When Is a West Bank Product Made in Israel? When Settlers Say So

If you only get your news through the filter of the Israeli right, you might be under the impression that after Palestinian Islamic Jihad, Israel’s biggest deadliest enemy right now is the European Union.

The EU’s crime — or, more exactly, the European Court of Justice’s crime — was to issue a ruling on Tuesday requiring products made in West Bank settlements to be labeled as being made in a West Bank settlement.

To those who naively think a product’s “Made in” label should identify where it is made, be warned that you don’t understand what is at stake. The Lawfare Project, which is dedicated to defending the “civil and human rights of the Jewish people and pro-Israel community,” termed the ruling nothing less than “disastrous,” one that will politicize product labeling and — horror of horrors — enable people to purchase goods based on “subjective ‘ethical considerations.’”

And that was one of the more restrained responses.

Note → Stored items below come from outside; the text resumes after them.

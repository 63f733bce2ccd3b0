//! # engine_runtime
//!
//! Runs entity scripts against the engine boundary.
//!
//! A host registers script classes by name, starts the runtime with an
//! [`InternalCalls`](engine_script::InternalCalls) implementation, binds
//! classes to entities, then drives every instance once per tick:
//!
//! 1. [`ScriptRuntime::register_class`] for each script type.
//! 2. [`ScriptRuntime::on_runtime_start`] with the engine boundary.
//! 3. [`ScriptRuntime::on_create_entity`] per scripted entity (runs
//!    `on_create`).
//! 4. [`ScriptRuntime::on_update`] every tick (runs `on_update`).
//! 5. [`ScriptRuntime::on_runtime_stop`] to drop all instances.

pub mod config;
pub mod error;
pub mod runtime;
pub mod script;

pub use config::RuntimeConfig;
pub use error::RuntimeError;
pub use runtime::ScriptRuntime;
pub use script::{EntityScript, ScriptClass, ScriptInstance};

One commentator framed it as part of an EU drive “to ethnically cleanse the heart of the Jewish homeland of Jews.” A statement from Psagot Winery, which had brought the suit trying to block the labeling requirement, angrily noted that the ruling was issued “on the very same day that Palestinian terror organizations are firing rockets at millions of Israeli citizens” — as if the EU and PIJ were co-conspirators in a two-pronged assault on the Jewish state. Even Israel’s Foreign Ministry echoed the settler playbook, claiming that the ruling “emboldens radical anti-Israel groups that advance and call for boycotts against Israel and deny its right to exist.”

When you get past all the invective, the right-wing rage is essentially based on three dubious claims.

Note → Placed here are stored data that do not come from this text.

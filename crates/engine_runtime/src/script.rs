//! Script classes and their per-entity instances.

use std::sync::Arc;

use engine_script::Entity;

/// Behaviour attached to an entity.
///
/// Both hooks default to doing nothing so scripts only implement what they
/// use.
pub trait EntityScript: Send {
    /// Called once after the instance is bound to its entity.
    fn on_create(&mut self, _entity: &Entity) {}

    /// Called once per tick with the timestep in seconds.
    fn on_update(&mut self, _entity: &Entity, _dt: f32) {}
}

type ScriptFactory = Box<dyn Fn() -> Box<dyn EntityScript> + Send + Sync>;

/// A named script type that can be instantiated for any number of entities.
pub struct ScriptClass {
    name: String,
    factory: ScriptFactory,
}

impl ScriptClass {
    pub fn new<F>(name: impl Into<String>, factory: F) -> Self
    where
        F: Fn() -> Box<dyn EntityScript> + Send + Sync + 'static,
    {
        Self {
            name: name.into(),
            factory: Box::new(factory),
        }
    }

    #[must_use]
    pub fn name(&self) -> &str {
        &self.name
    }

    /// Build a fresh, not yet created, script object.
    #[must_use]
    pub fn instantiate(&self) -> Box<dyn EntityScript> {
        (self.factory)()
    }
}

impl std::fmt::Debug for ScriptClass {
    fn fmt(&self, f: &mut std::fmt::Formatter<'_>) -> std::fmt::Result {
        f.debug_struct("ScriptClass")
            .field("name", &self.name)
            .finish_non_exhaustive()
    }
}

/// A script object bound to one entity.
pub struct ScriptInstance {
    class: Arc<ScriptClass>,
    entity: Entity,
    script: Box<dyn EntityScript>,
}

impl ScriptInstance {
    #[must_use]
    pub fn new(class: Arc<ScriptClass>, entity: Entity) -> Self {
        let script = class.instantiate();
        Self {
            class,
            entity,
            script,
        }
    }

    #[must_use]
    pub fn class(&self) -> &Arc<ScriptClass> {
        &self.class
    }

    #[must_use]
    pub fn entity(&self) -> &Entity {
        &self.entity
    }

    pub fn invoke_on_create(&mut self) {
        self.script.on_create(&self.entity);
    }

    pub fn invoke_on_update(&mut self, dt: f32) {
        self.script.on_update(&self.entity, dt);
    }

    /// Replace the script object with a fresh one from the class.
    pub(crate) fn reinstantiate(&mut self) {
        self.script = self.class.instantiate();
    }
}

impl std::fmt::Debug for ScriptInstance {
    fn fmt(&self, f: &mut std::fmt::Formatter<'_>) -> std::fmt::Result {
        f.debug_struct("ScriptInstance")
            .field("class", &self.class.name)
            .field("entity", &self.entity.id())
            .finish_non_exhaustive()
    }
}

One is that by requiring settlement businesses to identify themselves, the labeling rule discriminates against Jews since only Jews live in settlements. This is nonsense. The labeling requirement is based on the business’ location in a settlement, not on whether the business is owned by a Jew. If Psagot chooses one day to move its operations inside Israel’s pre-1967 borders, it can label its wine “Made in Israel.”